Pipeline

Lead Program (SD-809)

SD-809 is a small molecule inhibitor of vesicular monoamine 2 transporter, or VMAT2, that is designed to regulate the levels of a specific neurotransmitter, dopamine, in the brain. A number of hyperkinetic movement disorders are triggered by abnormal dopamine regulation in the brain. We have completed a successful Phase 3 clinical trial of SD-809 for the potential treatment of chorea associated with Huntington’s disease. In this trial, which we refer to as First-HD, SD-809 met its primary efficacy endpoint of a statistically significant improvement compared to placebo in the total maximal chorea, or TMC, score on the Unified Huntington’s Disease Rating Scale over placebo, as well as showed significant improvements compared to placebo in multiple secondary endpoints including patient global impression of change, or PGIC, clinical global impression of change, or CGIC, and the physical functioning scale of the 36-Item Short-Form Health Survey developed by the RAND Corporation, or the SF-36, a measure of quality of life. Importantly, in First-HD, SD-809 showed a favorable safety and tolerability profile with low rates of adverse events, such as depression, somnolence, akathisia/restlessness and anxiety.

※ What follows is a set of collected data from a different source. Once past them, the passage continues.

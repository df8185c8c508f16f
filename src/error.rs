//! Error types for the dispatcher.

use std::time::Duration;

use uuid::Uuid;

/// Top-level error type for starting and running the server.
#[derive(Debug, thiserror::Error)]
pub enum Error {
    #[error("Configuration error: {0}")]
    Config(#[from] ConfigError),

    #[error("IO error: {0}")]
    Io(#[from] std::io::Error),
}

/// Configuration-related errors.
#[derive(Debug, thiserror::Error)]
pub enum ConfigError {
    #[error("Invalid configuration value for {key}: {message}")]
    InvalidValue { key: String, message: String },
}

/// Task- and worker-level failures.
///
/// Every variant that reaches a `TaskHandle` fails only that one task.
#[derive(Debug, Clone, thiserror::Error)]
pub enum DispatchError {
    #[error("Connection to worker {worker_id} closed: {reason}")]
    Connection { worker_id: Uuid, reason: String },

    #[error("Malformed registration from worker {worker_id}: {reason}")]
    Registration { worker_id: Uuid, reason: String },

    #[error("Failed to send task {task_id} to worker {worker_id}")]
    SendFailure { task_id: Uuid, worker_id: Uuid },

    #[error("Worker {worker_id} missed heartbeats for {elapsed:?}")]
    WorkerTimeout { worker_id: Uuid, elapsed: Duration },

    #[error("Worker {worker_id} reported error: {message}")]
    WorkerReported { worker_id: Uuid, message: String },

    #[error("Task {task_id} was cancelled")]
    Cancelled { task_id: Uuid },

    #[error("Dispatcher is shutting down")]
    Shutdown,
}

/// Wire-level decode errors for inbound worker frames.
#[derive(Debug, thiserror::Error)]
pub enum ProtocolError {
    #[error("Invalid JSON: {0}")]
    Json(#[from] serde_json::Error),

    #[error("Message is missing the \"type\" field")]
    MissingType,

    #[error("Malformed {kind} message: {reason}")]
    Malformed { kind: String, reason: String },
}

/// Result type alias for the crate.
pub type Result<T> = std::result::Result<T, Error>;
//! Result channel — one pending oneshot sender per in-flight task.

use std::collections::HashMap;
use std::future::Future;
use std::pin::Pin;
use std::task::{Context, Poll};

use tokio::sync::oneshot;
use tokio::time::Instant;
use tracing::debug;

use super::model::{TaskId, WorkerId};
use crate::error::DispatchError;

/// Outcome delivered to the submitter of a task.
pub type TaskResult = Result<serde_json::Value, DispatchError>;

/// Sending half of a task's result.
pub type ResultSender = oneshot::Sender<TaskResult>;

/// Future returned by `submit`; resolves once the task reaches a terminal state.
#[derive(Debug)]
pub struct TaskHandle {
    task_id: TaskId,
    rx: oneshot::Receiver<TaskResult>,
}

impl TaskHandle {
    /// Create a handle and the sender that completes it.
    pub fn pair(task_id: TaskId) -> (ResultSender, Self) {
        let (tx, rx) = oneshot::channel();
        (tx, Self { task_id, rx })
    }

    /// A handle that is already failed.
    pub fn rejected(task_id: TaskId, error: DispatchError) -> Self {
        let (tx, handle) = Self::pair(task_id);
        let _ = tx.send(Err(error));
        handle
    }

    pub fn task_id(&self) -> TaskId {
        self.task_id
    }
}

impl Future for TaskHandle {
    type Output = TaskResult;

    fn poll(mut self: Pin<&mut Self>, cx: &mut Context<'_>) -> Poll<Self::Output> {
        // A dropped sender means the dispatcher itself went away.
        Pin::new(&mut self.rx)
            .poll(cx)
            .map(|received| received.unwrap_or(Err(DispatchError::Shutdown)))
    }
}

/// Bookkeeping for one assigned task.
#[derive(Debug)]
struct PendingResult {
    worker_id: WorkerId,
    reply: ResultSender,
    cancelled: bool,
    assigned_at: Instant,
}

/// Map of in-flight task ids to their pending results.
#[derive(Debug, Default)]
pub struct ResultChannel {
    pending: HashMap<TaskId, PendingResult>,
}

impl ResultChannel {
    pub fn new() -> Self {
        Self::default()
    }

    pub fn insert(&mut self, task_id: TaskId, worker_id: WorkerId, reply: ResultSender) {
        self.pending.insert(
            task_id,
            PendingResult {
                worker_id,
                reply,
                cancelled: false,
                assigned_at: Instant::now(),
            },
        );
    }

    /// Deliver a successful response. A cancelled task is rejected instead.
    /// Returns false if no entry exists.
    pub fn resolve(&mut self, task_id: TaskId, response: serde_json::Value) -> bool {
        let Some(pending) = self.pending.remove(&task_id) else {
            return false;
        };

        debug!(
            task_id = %task_id,
            worker_id = %pending.worker_id,
            elapsed_ms = pending.assigned_at.elapsed().as_millis() as u64,
            "Resolving task"
        );

        let outcome = if pending.cancelled {
            Err(DispatchError::Cancelled { task_id })
        } else {
            Ok(response)
        };
        // The submitter may have dropped its handle.
        let _ = pending.reply.send(outcome);
        true
    }

    /// Fail a task. Returns false if no entry exists.
    pub fn reject(&mut self, task_id: TaskId, error: DispatchError) -> bool {
        let Some(pending) = self.pending.remove(&task_id) else {
            return false;
        };
        let _ = pending.reply.send(Err(error));
        true
    }

    /// Mark an in-flight task so its completion rejects with `Cancelled`.
    pub fn mark_cancelled(&mut self, task_id: TaskId) -> bool {
        match self.pending.get_mut(&task_id) {
            Some(pending) => {
                pending.cancelled = true;
                true
            }
            None => false,
        }
    }

    /// Worker the task is assigned to.
    pub fn worker_for(&self, task_id: TaskId) -> Option<WorkerId> {
        self.pending.get(&task_id).map(|p| p.worker_id)
    }

    pub fn contains(&self, task_id: TaskId) -> bool {
        self.pending.contains_key(&task_id)
    }

    /// Reject everything still pending.
    pub fn reject_all(&mut self, error: &DispatchError) -> usize {
        let count = self.pending.len();
        for (_, pending) in self.pending.drain() {
            let _ = pending.reply.send(Err(error.clone()));
        }
        count
    }

    pub fn len(&self) -> usize {
        self.pending.len()
    }

    pub fn is_empty(&self) -> bool {
        self.pending.is_empty()
    }
}
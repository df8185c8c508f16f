//! WebSocket server + REST endpoints for workers and dispatch observers.

use std::net::SocketAddr;
use std::sync::Arc;

use axum::{
    Json, Router,
    body::Bytes,
    extract::{
        ConnectInfo, Path, State,
        ws::{CloseFrame, Message, WebSocket, WebSocketUpgrade},
    },
    http::StatusCode,
    response::IntoResponse,
    routing::{delete, get, post},
};
use serde::Deserialize;
use tokio::net::TcpListener;
use tower_http::cors::CorsLayer;
use tracing::{debug, info, warn};
use uuid::Uuid;

use super::dispatcher::{CLOSE_NORMAL, Dispatcher};
use super::model::DispatchEvent;
use super::registry::{Outbound, WorkerConnection};
use super::router;
use crate::error::{DispatchError, Result};

/// Application state shared across handlers.
#[derive(Clone)]
pub struct AppState {
    pub dispatcher: Arc<Dispatcher>,
}

/// Build the Axum router with worker/event WebSockets and REST routes.
pub fn dispatch_routes(dispatcher: Arc<Dispatcher>) -> Router {
    let state = AppState { dispatcher };

    Router::new()
        .route("/ws", get(worker_ws_handler))
        .route("/ws/events", get(events_ws_handler))
        .route("/health", get(health))
        .route("/api/stats", get(get_stats))
        .route("/api/workers", get(list_workers))
        .route("/api/tasks", post(submit_task))
        .route("/api/tasks/{id}", delete(cancel_task))
        .layer(CorsLayer::permissive())
        .with_state(state)
}

/// Serve the dispatch routes on `listener` until the dispatcher shuts down.
pub async fn serve(listener: TcpListener, dispatcher: Arc<Dispatcher>) -> Result<()> {
    let shutdown = dispatcher.shutdown_signal();
    let app = dispatch_routes(dispatcher);
    axum::serve(
        listener,
        app.into_make_service_with_connect_info::<SocketAddr>(),
    )
    .with_graceful_shutdown(shutdown)
    .await?;
    Ok(())
}

// ── Health ──────────────────────────────────────────────────────────────

async fn health() -> impl IntoResponse {
    Json(serde_json::json!({
        "status": "ok",
        "service": "agent-dispatch"
    }))
}

// ── Worker WebSocket ────────────────────────────────────────────────────

async fn worker_ws_handler(
    ws: WebSocketUpgrade,
    ConnectInfo(addr): ConnectInfo<SocketAddr>,
    State(state): State<AppState>,
) -> impl IntoResponse {
    info!(origin = %addr, "Worker connecting");
    ws.on_upgrade(move |socket| handle_worker_socket(socket, state.dispatcher, addr.to_string()))
}

async fn handle_worker_socket(mut socket: WebSocket, dispatcher: Arc<Dispatcher>, origin: String) {
    let (connection, mut outbound) = WorkerConnection::channel();

    let worker_id = match dispatcher.connect(connection, Some(origin)).await {
        Ok(id) => id,
        Err(e) => {
            warn!(error = %e, "Refusing worker connection");
            let _ = socket
                .send(Message::Close(Some(CloseFrame {
                    code: CLOSE_NORMAL,
                    reason: "Server shutdown".into(),
                })))
                .await;
            return;
        }
    };

    let mut close_code: Option<u16> = None;
    let mut close_reason = "connection closed".to_string();

    loop {
        tokio::select! {
            // Frames queued by the dispatcher for this worker
            frame = outbound.recv() => {
                match frame {
                    Some(Outbound::Message(msg)) => {
                        let json = match serde_json::to_string(&msg) {
                            Ok(json) => json,
                            Err(e) => {
                                warn!(worker_id = %worker_id, error = %e, "Failed to encode message");
                                continue;
                            }
                        };
                        if socket.send(Message::Text(json.into())).await.is_err() {
                            close_reason = "send failed".to_string();
                            break;
                        }
                    }
                    Some(Outbound::Ping) => {
                        if socket.send(Message::Ping(Bytes::new())).await.is_err() {
                            close_reason = "ping failed".to_string();
                            break;
                        }
                    }
                    Some(Outbound::Close { code, reason }) => {
                        let _ = socket
                            .send(Message::Close(Some(CloseFrame {
                                code,
                                reason: reason.clone().into(),
                            })))
                            .await;
                        close_code = Some(code);
                        close_reason = reason;
                        break;
                    }
                    None => break,
                }
            }

            // Frames from the worker, handled in arrival order
            incoming = socket.recv() => {
                match incoming {
                    Some(Ok(Message::Text(text))) => {
                        router::route_message(&dispatcher, worker_id, text.as_str()).await;
                    }
                    Some(Ok(Message::Pong(_))) => {
                        dispatcher.heartbeat(worker_id).await;
                    }
                    Some(Ok(Message::Ping(data))) => {
                        if socket.send(Message::Pong(data)).await.is_err() {
                            close_reason = "pong failed".to_string();
                            break;
                        }
                    }
                    Some(Ok(Message::Close(frame))) => {
                        if let Some(frame) = frame {
                            close_code = Some(frame.code);
                            close_reason = frame.reason.as_str().to_string();
                        }
                        break;
                    }
                    Some(Ok(Message::Binary(_))) => {
                        debug!(worker_id = %worker_id, "Ignoring binary frame");
                    }
                    Some(Err(e)) => {
                        warn!(worker_id = %worker_id, error = %e, "WebSocket error");
                        close_reason = e.to_string();
                        break;
                    }
                    None => break,
                }
            }
        }
    }

    dispatcher
        .disconnect(worker_id, close_code, close_reason)
        .await;
}

// ── Event WebSocket ─────────────────────────────────────────────────────

async fn events_ws_handler(
    ws: WebSocketUpgrade,
    State(state): State<AppState>,
) -> impl IntoResponse {
    ws.on_upgrade(|socket| handle_events_socket(socket, state.dispatcher))
}

async fn send_stats(socket: &mut WebSocket, dispatcher: &Dispatcher) -> bool {
    let snapshot = DispatchEvent::Stats {
        stats: dispatcher.stats().await,
    };
    match serde_json::to_string(&snapshot) {
        Ok(json) => socket.send(Message::Text(json.into())).await.is_ok(),
        Err(_) => true,
    }
}

async fn handle_events_socket(mut socket: WebSocket, dispatcher: Arc<Dispatcher>) {
    debug!("Event subscriber connected");

    // Subscribe before the snapshot so nothing falls between them
    let mut rx = dispatcher.subscribe();
    if !send_stats(&mut socket, &dispatcher).await {
        return;
    }

    let shutdown = dispatcher.shutdown_signal();
    tokio::pin!(shutdown);

    loop {
        tokio::select! {
            result = rx.recv() => {
                match result {
                    Ok(event) => {
                        if let Ok(json) = serde_json::to_string(&event) {
                            if socket.send(Message::Text(json.into())).await.is_err() {
                                break;
                            }
                        }
                    }
                    Err(tokio::sync::broadcast::error::RecvError::Lagged(n)) => {
                        warn!(missed = n, "Event subscriber lagged behind broadcast");
                        if !send_stats(&mut socket, &dispatcher).await {
                            break;
                        }
                    }
                    Err(tokio::sync::broadcast::error::RecvError::Closed) => break,
                }
            }

            incoming = socket.recv() => {
                match incoming {
                    Some(Ok(Message::Ping(data))) => {
                        if socket.send(Message::Pong(data)).await.is_err() {
                            break;
                        }
                    }
                    Some(Ok(Message::Close(_))) | None | Some(Err(_)) => break,
                    _ => {}
                }
            }

            _ = &mut shutdown => {
                let _ = socket
                    .send(Message::Close(Some(CloseFrame {
                        code: CLOSE_NORMAL,
                        reason: "Server shutdown".into(),
                    })))
                    .await;
                break;
            }
        }
    }

    debug!("Event subscriber disconnected");
}

// ── REST Endpoints ──────────────────────────────────────────────────────

async fn get_stats(State(state): State<AppState>) -> impl IntoResponse {
    Json(state.dispatcher.stats().await)
}

async fn list_workers(State(state): State<AppState>) -> impl IntoResponse {
    Json(state.dispatcher.workers().await)
}

#[derive(Deserialize)]
#[serde(rename_all = "camelCase")]
struct SubmitTaskRequest {
    #[serde(default)]
    required_capabilities: Vec<String>,
    #[serde(default)]
    payload: serde_json::Value,
}

async fn submit_task(
    State(state): State<AppState>,
    Json(body): Json<SubmitTaskRequest>,
) -> impl IntoResponse {
    let handle = state
        .dispatcher
        .submit_task(body.required_capabilities, body.payload)
        .await;
    let task_id = handle.task_id();

    match handle.await {
        Ok(response) => (
            StatusCode::OK,
            Json(serde_json::json!({"taskId": task_id, "response": response})),
        ),
        Err(e) => {
            let status = match e {
                DispatchError::Shutdown => StatusCode::SERVICE_UNAVAILABLE,
                DispatchError::Cancelled { .. } => StatusCode::CONFLICT,
                _ => StatusCode::BAD_GATEWAY,
            };
            (
                status,
                Json(serde_json::json!({"taskId": task_id, "error": e.to_string()})),
            )
        }
    }
}

async fn cancel_task(State(state): State<AppState>, Path(id): Path<String>) -> impl IntoResponse {
    let task_id = match Uuid::parse_str(&id) {
        Ok(id) => id,
        Err(_) => {
            return (
                StatusCode::BAD_REQUEST,
                Json(serde_json::json!({"error": "Invalid task ID"})),
            );
        }
    };

    if state.dispatcher.cancel(task_id).await {
        (
            StatusCode::OK,
            Json(serde_json::json!({"status": "cancelled"})),
        )
    } else {
        (
            StatusCode::NOT_FOUND,
            Json(serde_json::json!({"error": "Task not found or already finished"})),
        )
    }
}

We have initiated two safety and efficacy clinical trials of SD-809 for the potential treatment of tardive dyskinesia. ARM-TD (Aim to Reduce Movements in Tardive Dyskinesia) is a Phase 2/3 randomized, double-blind, placebo-controlled, dose-titration clinical trial of SD-809 in approximately 90 patients with tardive dyskinesia. Topline results from this trial are expected in mid-2015. Based on feedback we obtained at a meeting with the FDA, the ARM-TD trial may qualify as one of the two pivotal trials needed for a 505(b)(2) New Drug Application, or NDA, filing, subject to FDA review. The AIM-TD (Addressing Involuntary Movements in Tardive Dyskinesia) clinical trial is a double-blind, placebo-controlled, parallel group trial in approximately 200 people with tardive dyskinesia. We expect topline results from this trial in 2016. Contingent upon successful completion of both studies, we plan to file an NDA for SD-809 for the treatment of tardive dyskinesia in 2016.

In addition to our Huntington’s disease and tardive dyskinesia programs, we have initiated an open-label preliminary efficacy, pharmacokinetic and safety Phase 1b clinical trial of SD-809 for the treatment of tics associated with Tourette syndrome. We plan to enroll approximately 20 subjects to evaluate preliminary efficacy and safety, in addition to studying the pharmacokinetics of SD-809 in adolescents. We expect topline data from this trial by mid-2015.

Deuterium-containing pirfenidone analog (SD-560)

SD-560 is currently being evaluated in a Phase 1 clinical trial. We are conducting a single-center, double-blind, randomized, two-period crossover clinical trial in healthy volunteers with equal doses of SD-560 or pirfenidone. The objectives of the clinical trial are to compare the pharmacokinetics of SD-560 and pirfenidone and their respective metabolites and to evaluate the safety and tolerability of SD-560 and inform further development activities. We expect the data from this clinical trial to be available by mid-2015.